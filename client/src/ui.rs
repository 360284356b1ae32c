//! Human interface of the console and the validate-or-reprompt helpers built on it.

use std::io::{self, Write};

use async_trait::async_trait;
use jetton_minter_core::cell::Cell;
use jetton_minter_core::minter::{JettonContentType, JettonMinterContent};
use jetton_minter_core::{to_nano, TonAddress};
use num_bigint::BigUint;
use thiserror::Error;
use tokio::io::{stdin, AsyncBufReadExt, BufReader, Stdin};
use tokio::sync::Mutex;

pub const URL_SCHEMES: [&str; 3] = ["http://", "https://", "ipfs://"];
pub const YES_NO: [&str; 2] = ["yes", "no"];

#[derive(Error, Debug)]
pub enum UiError {
    #[error("Input is closed")]
    InputClosed,

    #[error("Nothing to choose from")]
    NoChoices,

    #[error("IO error ({0})")]
    Io(#[from] io::Error),
}

#[async_trait]
pub trait UiProvider: Send + Sync {
    fn write(&self, message: &str);

    /// Shows `message` and returns the next line typed by the user.
    async fn input(&self, message: &str) -> Result<String, UiError>;

    /// Lets the user pick one of `choices`, returns its index.
    async fn choose(&self, message: &str, choices: &[&str]) -> Result<usize, UiError>;
}

/// Asks for an address until a valid one is typed.
///
/// Empty input selects `fallback` when one is given.
pub async fn prompt_address(
    ui: &dyn UiProvider,
    message: &str,
    fallback: Option<&TonAddress>,
) -> Result<TonAddress, UiError> {
    let prompt = match fallback {
        Some(fallback) => format!(
            "{}(default:{}):",
            message.trim_end_matches(':'),
            fallback
        ),
        None => message.to_string(),
    };
    loop {
        let input = ui.input(&prompt).await?;
        let input = input.trim();
        if input.is_empty() {
            if let Some(fallback) = fallback {
                return Ok(fallback.clone());
            }
        }
        match input.parse::<TonAddress>() {
            Ok(address) => return Ok(address),
            Err(_) => ui.write(&format!("{} is not valid!\n", input)),
        }
    }
}

/// Asks for a decimal TON amount, returns it in nanotons.
pub async fn prompt_amount(ui: &dyn UiProvider, message: &str) -> Result<BigUint, UiError> {
    loop {
        let input = ui.input(message).await?;
        match to_nano(&input) {
            Ok(amount) => return Ok(amount),
            Err(_) => ui.write(&format!("{} is not a valid amount!\n", input.trim())),
        }
    }
}

/// Asks for an `http(s)://` or `ipfs://` url.
pub async fn prompt_url(ui: &dyn UiProvider, message: &str) -> Result<String, UiError> {
    loop {
        let input = ui.input(message).await?;
        let url = input.trim();
        let valid = URL_SCHEMES.iter().any(|scheme| {
            url.strip_prefix(scheme)
                .is_some_and(|rest| !rest.is_empty() && !rest.contains(char::is_whitespace))
        });
        if valid {
            return Ok(url.to_string());
        }
        ui.write(&format!(
            "{} doesn't look like a valid url!\nUse one of: {}\n",
            url,
            URL_SCHEMES.join(", ")
        ));
    }
}

/// Asks for one of two typed answers, the first one means `true`. Case is ignored.
pub async fn prompt_bool(
    ui: &dyn UiProvider,
    message: &str,
    choices: [&str; 2],
) -> Result<bool, UiError> {
    loop {
        let input = ui.input(message).await?.trim().to_lowercase();
        if input == choices[0].to_lowercase() {
            return Ok(true);
        }
        if input == choices[1].to_lowercase() {
            return Ok(false);
        }
        ui.write(&format!("{} is not valid!\n", input));
    }
}

pub async fn confirm(ui: &dyn UiProvider) -> Result<bool, UiError> {
    prompt_bool(ui, "Is it ok?(yes/no)", YES_NO).await
}

/// Yes/No menu.
pub async fn choose_yes(ui: &dyn UiProvider, message: &str) -> Result<bool, UiError> {
    Ok(ui.choose(message, &["Yes", "No"]).await? == 0)
}

pub fn display_content_cell(ui: &dyn UiProvider, content: &Cell) {
    match JettonMinterContent::from_cell(content) {
        Ok(content) if content.content_type == JettonContentType::Offchain => {
            ui.write(&format!("Content metadata url:{}\n", content.uri))
        }
        Ok(content) => ui.write(&format!("Content:{}\n", content.uri)),
        Err(err) => ui.write(&format!("Content can't be decoded ({})\n", err)),
    }
}

/// Line-based terminal: prompts and menus on stdout, answers from stdin.
pub struct TerminalUi {
    reader: Mutex<BufReader<Stdin>>,
}

impl TerminalUi {
    pub fn new() -> TerminalUi {
        TerminalUi {
            reader: Mutex::new(BufReader::new(stdin())),
        }
    }
}

impl Default for TerminalUi {
    fn default() -> Self {
        Self::new()
    }
}

#[async_trait]
impl UiProvider for TerminalUi {
    fn write(&self, message: &str) {
        let mut stdout = io::stdout();
        if let Err(err) = stdout
            .write_all(message.as_bytes())
            .and_then(|_| stdout.flush())
        {
            log::error!("Failed to write to terminal: {}", err);
        }
    }

    async fn input(&self, message: &str) -> Result<String, UiError> {
        self.write(&format!("? {} ", message));
        let mut line = String::new();
        let read = self.reader.lock().await.read_line(&mut line).await?;
        if read == 0 {
            return Err(UiError::InputClosed);
        }
        Ok(line.trim_end_matches(['\r', '\n']).to_string())
    }

    async fn choose(&self, message: &str, choices: &[&str]) -> Result<usize, UiError> {
        if choices.is_empty() {
            return Err(UiError::NoChoices);
        }
        loop {
            let mut menu = format!("{}\n", message);
            for (i, choice) in choices.iter().enumerate() {
                menu.push_str(&format!("  {}) {}\n", i + 1, choice));
            }
            self.write(&menu);
            let answer = self.input("Choice:").await?;
            let answer = answer.trim();
            let by_number = answer
                .parse::<usize>()
                .ok()
                .filter(|n| (1..=choices.len()).contains(n))
                .map(|n| n - 1);
            let by_name = || choices.iter().position(|c| c.eq_ignore_ascii_case(answer));
            match by_number.or_else(by_name) {
                Some(index) => return Ok(index),
                None => self.write(&format!("{} is not a valid choice!\n", answer)),
            }
        }
    }
}
use super::MINTER_BUY;
use crate::cell::{Cell, CellBuilder};
use crate::message::{load_header, HasOpcode, TonMessage, TonMessageError};

/// Buys jettons for the attached TON:
///
/// ```raw
/// buy#402eff0b query_id:uint64 = InternalMsgBody;
/// ```
#[derive(Clone, Debug, PartialEq)]
pub struct BuyMessage {
    pub query_id: u64,
}

#[allow(clippy::new_without_default)]
impl BuyMessage {
    pub fn new() -> Self {
        BuyMessage { query_id: 0 }
    }
}

impl TonMessage for BuyMessage {
    fn build(&self) -> Result<Cell, TonMessageError> {
        let mut builder = CellBuilder::new();
        builder.store_u32(32, Self::opcode())?;
        builder.store_u64(64, self.query_id)?;

        Ok(builder.build()?)
    }

    fn parse(cell: &Cell) -> Result<Self, TonMessageError> {
        let mut parser = cell.parser();
        let (opcode, query_id) = load_header(&mut parser)?;
        parser.ensure_empty()?;

        let result = BuyMessage { query_id };
        result.verify_opcode(opcode)?;
        Ok(result)
    }
}

impl HasOpcode for BuyMessage {
    fn set_query_id(&mut self, query_id: u64) {
        self.query_id = query_id;
    }

    fn query_id(&self) -> u64 {
        self.query_id
    }

    fn opcode() -> u32 {
        MINTER_BUY
    }
}

#[cfg(test)]
mod tests {
    use crate::message::{BuyMessage, HasOpcode, TonMessage, TonMessageError, WithdrawMessage};

    #[test]
    fn query_only_bodies() -> Result<(), TonMessageError> {
        let withdraw = WithdrawMessage::new().build()?;
        assert_eq!(hex::encode(withdraw.data()), "46ed2e940000000000000000");
        let buy = BuyMessage::new().with_query_id(0x0102).build()?;
        assert_eq!(hex::encode(buy.data()), "402eff0b0000000000000102");

        assert_eq!(BuyMessage::parse(&buy)?.query_id, 0x0102);
        assert!(BuyMessage::parse(&withdraw).is_err());
        assert!(WithdrawMessage::parse(&buy).is_err());
        Ok(())
    }
}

= = = =

▸ PROBLEM TO WORK ON
Return only the lines spanning from the first line of the material through the line with "returns its index.", copied exactly, both ends kept.

▸ YOUR RESPONSE
filename client/src/ui.rs
repository 360284356b1ae32c
//! Human interface of the console and the validate-or-reprompt helpers built on it.

use std::io::{self, Write};

use async_trait::async_trait;
use jetton_minter_core::cell::Cell;
use jetton_minter_core::minter::{JettonContentType, JettonMinterContent};
use jetton_minter_core::{to_nano, TonAddress};
use num_bigint::BigUint;
use thiserror::Error;
use tokio::io::{stdin, AsyncBufReadExt, BufReader, Stdin};
use tokio::sync::Mutex;

pub const URL_SCHEMES: [&str; 3] = ["http://", "https://", "ipfs://"];
pub const YES_NO: [&str; 2] = ["yes", "no"];

#[derive(Error, Debug)]
pub enum UiError {
    #[error("Input is closed")]
    InputClosed,

    #[error("Nothing to choose from")]
    NoChoices,

    #[error("IO error ({0})")]
    Io(#[from] io::Error),
}

#[async_trait]
pub trait UiProvider: Send + Sync {
    fn write(&self, message: &str);

    /// Shows `message` and returns the next line typed by the user.
    async fn input(&self, message: &str) -> Result<String, UiError>;

    /// Lets the user pick one of `choices`, returns its index.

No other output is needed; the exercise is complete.